▶ _WHAT IS BEING ASKED_: Please give the number of lines in the entries below that hold "installer", with no other words.

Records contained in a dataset
=-=-=-=-=
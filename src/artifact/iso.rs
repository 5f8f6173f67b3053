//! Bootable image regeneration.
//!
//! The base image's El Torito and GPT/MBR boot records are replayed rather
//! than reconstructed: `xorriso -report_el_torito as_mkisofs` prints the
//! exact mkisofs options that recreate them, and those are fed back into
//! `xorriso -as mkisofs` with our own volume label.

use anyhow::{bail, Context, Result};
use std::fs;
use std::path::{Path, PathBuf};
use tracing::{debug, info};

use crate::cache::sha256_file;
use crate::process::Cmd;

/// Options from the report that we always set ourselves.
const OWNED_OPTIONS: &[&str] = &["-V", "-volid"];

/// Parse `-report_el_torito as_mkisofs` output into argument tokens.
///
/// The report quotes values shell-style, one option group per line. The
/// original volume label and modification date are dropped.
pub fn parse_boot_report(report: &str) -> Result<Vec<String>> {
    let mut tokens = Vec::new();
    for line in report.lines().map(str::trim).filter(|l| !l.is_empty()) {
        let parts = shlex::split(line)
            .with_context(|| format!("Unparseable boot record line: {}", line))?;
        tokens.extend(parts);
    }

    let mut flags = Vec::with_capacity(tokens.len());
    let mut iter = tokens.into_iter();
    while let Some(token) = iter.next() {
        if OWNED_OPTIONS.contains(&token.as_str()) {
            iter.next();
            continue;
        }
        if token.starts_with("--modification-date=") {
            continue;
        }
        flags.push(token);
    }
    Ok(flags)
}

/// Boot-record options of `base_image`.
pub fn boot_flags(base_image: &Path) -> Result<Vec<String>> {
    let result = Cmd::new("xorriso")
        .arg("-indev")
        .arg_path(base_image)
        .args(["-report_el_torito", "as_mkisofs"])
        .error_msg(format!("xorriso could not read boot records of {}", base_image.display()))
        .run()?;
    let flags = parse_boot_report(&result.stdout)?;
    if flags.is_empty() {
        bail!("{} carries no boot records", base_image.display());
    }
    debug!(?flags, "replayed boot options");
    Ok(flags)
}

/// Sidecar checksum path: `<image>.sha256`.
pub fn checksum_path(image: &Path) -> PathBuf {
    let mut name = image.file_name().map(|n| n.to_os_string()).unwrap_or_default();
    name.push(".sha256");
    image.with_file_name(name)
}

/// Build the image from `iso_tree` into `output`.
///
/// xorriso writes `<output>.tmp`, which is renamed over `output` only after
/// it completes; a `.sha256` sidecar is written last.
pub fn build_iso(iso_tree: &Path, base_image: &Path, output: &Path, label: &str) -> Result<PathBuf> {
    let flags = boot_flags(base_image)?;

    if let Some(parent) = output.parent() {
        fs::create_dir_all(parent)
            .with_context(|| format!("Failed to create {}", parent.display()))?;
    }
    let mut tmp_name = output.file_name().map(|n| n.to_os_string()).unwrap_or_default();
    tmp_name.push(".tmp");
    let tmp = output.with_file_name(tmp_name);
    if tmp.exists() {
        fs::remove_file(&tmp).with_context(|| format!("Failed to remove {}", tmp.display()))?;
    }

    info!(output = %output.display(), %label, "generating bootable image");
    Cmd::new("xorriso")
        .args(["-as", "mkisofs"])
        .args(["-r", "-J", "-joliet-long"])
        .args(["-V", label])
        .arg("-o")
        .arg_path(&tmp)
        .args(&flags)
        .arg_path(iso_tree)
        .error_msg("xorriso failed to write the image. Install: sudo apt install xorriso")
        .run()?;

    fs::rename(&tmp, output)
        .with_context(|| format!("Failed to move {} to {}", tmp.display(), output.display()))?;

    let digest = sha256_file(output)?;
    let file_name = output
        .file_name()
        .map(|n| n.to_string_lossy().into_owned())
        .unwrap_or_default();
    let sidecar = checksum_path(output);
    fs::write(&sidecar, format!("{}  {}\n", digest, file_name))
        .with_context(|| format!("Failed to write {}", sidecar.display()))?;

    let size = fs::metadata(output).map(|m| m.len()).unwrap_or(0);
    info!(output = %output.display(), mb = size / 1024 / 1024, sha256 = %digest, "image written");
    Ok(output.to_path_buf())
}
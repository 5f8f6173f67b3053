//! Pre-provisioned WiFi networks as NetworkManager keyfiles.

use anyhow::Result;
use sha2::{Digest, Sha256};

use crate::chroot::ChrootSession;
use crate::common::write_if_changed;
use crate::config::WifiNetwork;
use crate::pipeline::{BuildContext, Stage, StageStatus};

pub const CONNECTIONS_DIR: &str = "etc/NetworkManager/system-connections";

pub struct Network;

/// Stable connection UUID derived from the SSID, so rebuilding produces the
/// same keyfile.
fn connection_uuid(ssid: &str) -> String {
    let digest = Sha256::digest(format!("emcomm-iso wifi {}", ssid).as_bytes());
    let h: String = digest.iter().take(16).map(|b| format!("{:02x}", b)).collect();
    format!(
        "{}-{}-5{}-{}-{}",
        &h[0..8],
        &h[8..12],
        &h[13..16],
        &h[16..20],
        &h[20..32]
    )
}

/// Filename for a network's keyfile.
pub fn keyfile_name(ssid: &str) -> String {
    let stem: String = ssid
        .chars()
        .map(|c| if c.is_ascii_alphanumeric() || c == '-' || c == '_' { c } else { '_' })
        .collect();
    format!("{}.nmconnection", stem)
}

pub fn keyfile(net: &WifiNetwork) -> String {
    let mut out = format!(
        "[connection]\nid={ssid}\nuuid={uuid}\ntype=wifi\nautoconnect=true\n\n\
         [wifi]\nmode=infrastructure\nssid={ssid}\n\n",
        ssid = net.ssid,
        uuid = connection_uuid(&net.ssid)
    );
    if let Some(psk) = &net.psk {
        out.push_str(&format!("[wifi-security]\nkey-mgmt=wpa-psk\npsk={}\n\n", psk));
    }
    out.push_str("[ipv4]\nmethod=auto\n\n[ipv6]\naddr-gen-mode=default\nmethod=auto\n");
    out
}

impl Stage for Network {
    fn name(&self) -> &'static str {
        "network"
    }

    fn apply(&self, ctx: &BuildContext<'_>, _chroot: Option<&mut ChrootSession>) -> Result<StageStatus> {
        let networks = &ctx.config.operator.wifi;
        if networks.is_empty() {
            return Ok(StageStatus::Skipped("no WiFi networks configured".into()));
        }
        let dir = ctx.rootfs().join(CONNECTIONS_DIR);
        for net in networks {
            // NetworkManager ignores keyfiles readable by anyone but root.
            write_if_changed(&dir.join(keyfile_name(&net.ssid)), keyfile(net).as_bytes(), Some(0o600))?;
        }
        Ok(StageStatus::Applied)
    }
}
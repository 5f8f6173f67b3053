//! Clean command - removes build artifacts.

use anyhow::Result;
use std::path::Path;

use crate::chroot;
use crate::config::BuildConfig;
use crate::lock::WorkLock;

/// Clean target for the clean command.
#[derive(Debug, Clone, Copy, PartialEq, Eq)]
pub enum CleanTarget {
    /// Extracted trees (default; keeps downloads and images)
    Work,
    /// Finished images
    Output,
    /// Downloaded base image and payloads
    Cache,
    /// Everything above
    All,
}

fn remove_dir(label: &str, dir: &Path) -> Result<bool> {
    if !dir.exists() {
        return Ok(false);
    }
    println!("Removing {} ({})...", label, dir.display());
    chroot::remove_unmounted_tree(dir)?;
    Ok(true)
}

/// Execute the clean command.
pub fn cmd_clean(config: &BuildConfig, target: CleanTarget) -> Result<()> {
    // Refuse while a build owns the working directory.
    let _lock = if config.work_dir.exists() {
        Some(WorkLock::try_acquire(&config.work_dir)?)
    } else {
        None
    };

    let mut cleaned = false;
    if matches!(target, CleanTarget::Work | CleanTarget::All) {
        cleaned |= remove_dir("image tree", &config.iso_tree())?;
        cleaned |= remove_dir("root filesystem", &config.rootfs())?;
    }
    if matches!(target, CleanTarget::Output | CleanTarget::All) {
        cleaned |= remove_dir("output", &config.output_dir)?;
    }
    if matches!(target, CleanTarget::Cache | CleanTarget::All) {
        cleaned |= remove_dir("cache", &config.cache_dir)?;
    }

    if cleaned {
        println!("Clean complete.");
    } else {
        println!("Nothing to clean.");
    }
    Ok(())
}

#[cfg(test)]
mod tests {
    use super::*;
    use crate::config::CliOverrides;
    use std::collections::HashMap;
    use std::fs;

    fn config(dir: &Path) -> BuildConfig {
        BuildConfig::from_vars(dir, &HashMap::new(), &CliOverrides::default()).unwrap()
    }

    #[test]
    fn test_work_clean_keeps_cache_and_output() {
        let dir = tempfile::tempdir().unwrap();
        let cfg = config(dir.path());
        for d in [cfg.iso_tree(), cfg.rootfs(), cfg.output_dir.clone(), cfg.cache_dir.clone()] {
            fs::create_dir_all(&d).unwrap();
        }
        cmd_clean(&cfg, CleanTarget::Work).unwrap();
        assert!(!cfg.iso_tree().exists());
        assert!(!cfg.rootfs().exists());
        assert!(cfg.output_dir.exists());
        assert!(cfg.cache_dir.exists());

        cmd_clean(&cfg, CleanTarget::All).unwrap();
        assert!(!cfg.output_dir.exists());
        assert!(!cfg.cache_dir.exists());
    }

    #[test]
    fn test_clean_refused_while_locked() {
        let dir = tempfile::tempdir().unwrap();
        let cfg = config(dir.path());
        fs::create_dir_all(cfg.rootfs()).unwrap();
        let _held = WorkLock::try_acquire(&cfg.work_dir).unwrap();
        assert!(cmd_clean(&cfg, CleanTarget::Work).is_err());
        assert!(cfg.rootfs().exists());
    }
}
=-=-=-=-=
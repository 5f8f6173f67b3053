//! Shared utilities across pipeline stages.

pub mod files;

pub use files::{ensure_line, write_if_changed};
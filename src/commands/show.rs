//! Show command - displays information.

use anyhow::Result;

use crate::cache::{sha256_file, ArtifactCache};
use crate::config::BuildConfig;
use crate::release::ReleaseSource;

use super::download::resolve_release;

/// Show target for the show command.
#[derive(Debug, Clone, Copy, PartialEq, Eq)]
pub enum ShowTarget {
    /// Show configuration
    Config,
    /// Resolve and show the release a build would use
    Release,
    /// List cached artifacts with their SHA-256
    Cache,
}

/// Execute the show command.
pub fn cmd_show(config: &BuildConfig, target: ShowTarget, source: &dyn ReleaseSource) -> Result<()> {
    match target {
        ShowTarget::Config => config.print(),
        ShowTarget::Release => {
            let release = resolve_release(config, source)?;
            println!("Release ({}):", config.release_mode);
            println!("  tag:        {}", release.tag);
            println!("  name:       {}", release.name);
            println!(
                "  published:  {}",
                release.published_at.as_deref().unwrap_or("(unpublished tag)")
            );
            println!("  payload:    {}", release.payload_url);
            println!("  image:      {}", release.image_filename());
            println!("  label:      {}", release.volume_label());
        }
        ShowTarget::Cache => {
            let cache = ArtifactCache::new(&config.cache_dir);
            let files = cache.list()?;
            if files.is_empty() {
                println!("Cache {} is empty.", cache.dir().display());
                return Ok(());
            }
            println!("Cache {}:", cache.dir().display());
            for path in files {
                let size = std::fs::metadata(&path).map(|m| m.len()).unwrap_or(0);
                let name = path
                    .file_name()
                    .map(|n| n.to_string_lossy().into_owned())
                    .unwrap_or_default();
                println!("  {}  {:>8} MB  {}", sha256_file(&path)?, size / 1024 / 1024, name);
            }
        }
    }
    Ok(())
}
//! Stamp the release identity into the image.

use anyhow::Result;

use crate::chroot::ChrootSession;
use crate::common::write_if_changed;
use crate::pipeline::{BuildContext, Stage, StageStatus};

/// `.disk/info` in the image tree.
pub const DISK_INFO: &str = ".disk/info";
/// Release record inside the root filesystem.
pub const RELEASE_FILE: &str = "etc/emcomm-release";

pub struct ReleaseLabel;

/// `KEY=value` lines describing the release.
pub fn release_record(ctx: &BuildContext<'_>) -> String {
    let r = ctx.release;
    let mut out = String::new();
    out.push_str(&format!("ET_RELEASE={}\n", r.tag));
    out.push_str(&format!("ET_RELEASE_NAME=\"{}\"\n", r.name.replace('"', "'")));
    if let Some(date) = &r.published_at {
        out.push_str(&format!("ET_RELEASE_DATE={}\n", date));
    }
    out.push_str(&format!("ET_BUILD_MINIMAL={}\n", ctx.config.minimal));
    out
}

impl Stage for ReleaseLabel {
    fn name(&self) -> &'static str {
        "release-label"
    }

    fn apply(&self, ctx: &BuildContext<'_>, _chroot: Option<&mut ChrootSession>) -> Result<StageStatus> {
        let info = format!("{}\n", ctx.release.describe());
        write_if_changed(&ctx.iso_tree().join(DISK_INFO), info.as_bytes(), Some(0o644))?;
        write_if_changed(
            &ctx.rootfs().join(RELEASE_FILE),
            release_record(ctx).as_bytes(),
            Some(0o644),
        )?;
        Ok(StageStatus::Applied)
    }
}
=-=-=-=-=
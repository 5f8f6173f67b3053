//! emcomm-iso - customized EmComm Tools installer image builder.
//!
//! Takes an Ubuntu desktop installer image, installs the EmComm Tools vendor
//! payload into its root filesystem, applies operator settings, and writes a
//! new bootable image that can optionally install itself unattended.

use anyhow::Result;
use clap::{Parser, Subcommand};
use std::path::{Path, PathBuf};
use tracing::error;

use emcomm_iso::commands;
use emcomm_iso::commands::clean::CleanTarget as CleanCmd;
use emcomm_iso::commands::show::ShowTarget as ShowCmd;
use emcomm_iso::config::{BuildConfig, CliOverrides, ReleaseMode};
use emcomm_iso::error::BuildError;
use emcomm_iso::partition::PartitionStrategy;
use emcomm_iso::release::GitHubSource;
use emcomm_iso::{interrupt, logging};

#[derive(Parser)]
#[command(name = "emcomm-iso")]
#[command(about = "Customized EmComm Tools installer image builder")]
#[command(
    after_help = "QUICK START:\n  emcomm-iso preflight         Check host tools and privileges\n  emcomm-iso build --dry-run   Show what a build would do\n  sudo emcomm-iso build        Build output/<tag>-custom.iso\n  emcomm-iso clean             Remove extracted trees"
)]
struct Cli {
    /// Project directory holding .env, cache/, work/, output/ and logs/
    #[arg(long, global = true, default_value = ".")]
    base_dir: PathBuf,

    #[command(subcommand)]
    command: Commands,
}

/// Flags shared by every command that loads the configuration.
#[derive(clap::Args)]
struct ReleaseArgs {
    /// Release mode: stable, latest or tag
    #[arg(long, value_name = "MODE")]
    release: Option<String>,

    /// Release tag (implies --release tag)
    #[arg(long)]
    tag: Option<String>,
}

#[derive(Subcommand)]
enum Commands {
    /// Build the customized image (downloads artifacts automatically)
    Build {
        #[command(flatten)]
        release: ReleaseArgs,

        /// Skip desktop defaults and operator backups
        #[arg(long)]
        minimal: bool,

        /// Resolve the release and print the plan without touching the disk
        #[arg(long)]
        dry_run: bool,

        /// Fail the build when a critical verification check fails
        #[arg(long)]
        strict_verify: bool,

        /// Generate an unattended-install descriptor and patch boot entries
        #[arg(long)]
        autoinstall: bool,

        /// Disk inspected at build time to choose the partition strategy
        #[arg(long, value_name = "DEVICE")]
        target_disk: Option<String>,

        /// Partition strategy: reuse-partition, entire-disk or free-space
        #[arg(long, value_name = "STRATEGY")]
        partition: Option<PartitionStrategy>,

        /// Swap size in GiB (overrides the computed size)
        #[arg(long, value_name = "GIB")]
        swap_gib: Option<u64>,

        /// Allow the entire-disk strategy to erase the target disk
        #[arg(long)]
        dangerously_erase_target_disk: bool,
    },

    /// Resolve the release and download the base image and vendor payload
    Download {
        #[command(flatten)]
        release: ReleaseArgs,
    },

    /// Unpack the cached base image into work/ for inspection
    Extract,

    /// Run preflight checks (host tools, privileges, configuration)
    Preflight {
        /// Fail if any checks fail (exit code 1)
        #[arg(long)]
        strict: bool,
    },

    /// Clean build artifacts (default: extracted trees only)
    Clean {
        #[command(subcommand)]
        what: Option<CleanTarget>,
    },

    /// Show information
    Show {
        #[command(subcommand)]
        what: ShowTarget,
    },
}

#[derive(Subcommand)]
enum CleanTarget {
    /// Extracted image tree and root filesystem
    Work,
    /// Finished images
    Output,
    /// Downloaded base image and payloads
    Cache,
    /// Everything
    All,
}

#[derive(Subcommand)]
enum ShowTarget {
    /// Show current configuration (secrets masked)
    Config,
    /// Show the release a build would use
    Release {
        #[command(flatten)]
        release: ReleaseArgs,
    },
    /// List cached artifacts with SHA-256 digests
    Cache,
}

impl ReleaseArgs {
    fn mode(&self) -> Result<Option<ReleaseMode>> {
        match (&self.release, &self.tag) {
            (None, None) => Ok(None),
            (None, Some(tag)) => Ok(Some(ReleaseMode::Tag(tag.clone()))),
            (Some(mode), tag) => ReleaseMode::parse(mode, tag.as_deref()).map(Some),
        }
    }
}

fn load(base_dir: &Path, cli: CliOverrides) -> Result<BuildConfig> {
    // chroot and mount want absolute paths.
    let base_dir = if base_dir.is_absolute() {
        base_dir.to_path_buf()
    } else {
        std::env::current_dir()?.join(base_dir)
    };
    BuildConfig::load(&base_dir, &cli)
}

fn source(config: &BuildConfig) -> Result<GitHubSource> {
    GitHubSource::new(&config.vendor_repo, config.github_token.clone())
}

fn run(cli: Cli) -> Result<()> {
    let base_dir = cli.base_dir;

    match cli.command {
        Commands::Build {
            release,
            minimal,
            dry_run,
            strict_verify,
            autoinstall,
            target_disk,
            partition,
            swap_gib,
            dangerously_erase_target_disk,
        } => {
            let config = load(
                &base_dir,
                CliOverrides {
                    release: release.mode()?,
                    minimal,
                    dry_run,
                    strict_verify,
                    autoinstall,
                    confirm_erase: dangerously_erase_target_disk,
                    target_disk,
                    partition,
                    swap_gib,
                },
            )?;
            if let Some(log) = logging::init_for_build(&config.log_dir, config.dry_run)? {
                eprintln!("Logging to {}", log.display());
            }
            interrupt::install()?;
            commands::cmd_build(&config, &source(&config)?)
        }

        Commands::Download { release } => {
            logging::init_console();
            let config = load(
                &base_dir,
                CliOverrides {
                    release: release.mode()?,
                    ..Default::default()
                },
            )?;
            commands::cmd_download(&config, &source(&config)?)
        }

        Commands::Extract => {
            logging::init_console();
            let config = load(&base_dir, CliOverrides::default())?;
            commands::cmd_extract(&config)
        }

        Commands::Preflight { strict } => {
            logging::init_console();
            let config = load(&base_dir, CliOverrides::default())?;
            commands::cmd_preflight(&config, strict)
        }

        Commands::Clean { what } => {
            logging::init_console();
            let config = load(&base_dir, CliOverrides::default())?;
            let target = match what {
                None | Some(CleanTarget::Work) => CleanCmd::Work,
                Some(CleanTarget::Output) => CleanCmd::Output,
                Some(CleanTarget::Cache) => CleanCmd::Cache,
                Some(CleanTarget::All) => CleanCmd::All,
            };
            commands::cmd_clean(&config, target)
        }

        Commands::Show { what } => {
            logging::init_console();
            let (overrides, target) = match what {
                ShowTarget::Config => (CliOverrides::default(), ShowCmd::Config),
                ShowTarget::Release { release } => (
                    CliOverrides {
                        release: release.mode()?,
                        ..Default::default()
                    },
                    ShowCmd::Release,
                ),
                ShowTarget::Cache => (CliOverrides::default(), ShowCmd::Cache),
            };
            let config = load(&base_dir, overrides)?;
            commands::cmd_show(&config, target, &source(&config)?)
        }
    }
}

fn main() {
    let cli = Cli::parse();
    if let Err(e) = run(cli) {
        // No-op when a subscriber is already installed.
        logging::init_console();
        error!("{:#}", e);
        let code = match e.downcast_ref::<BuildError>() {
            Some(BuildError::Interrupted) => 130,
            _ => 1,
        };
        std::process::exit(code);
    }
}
=-=-=-=-=
▶ _SOLUTION TO THE EXERCISE_: 3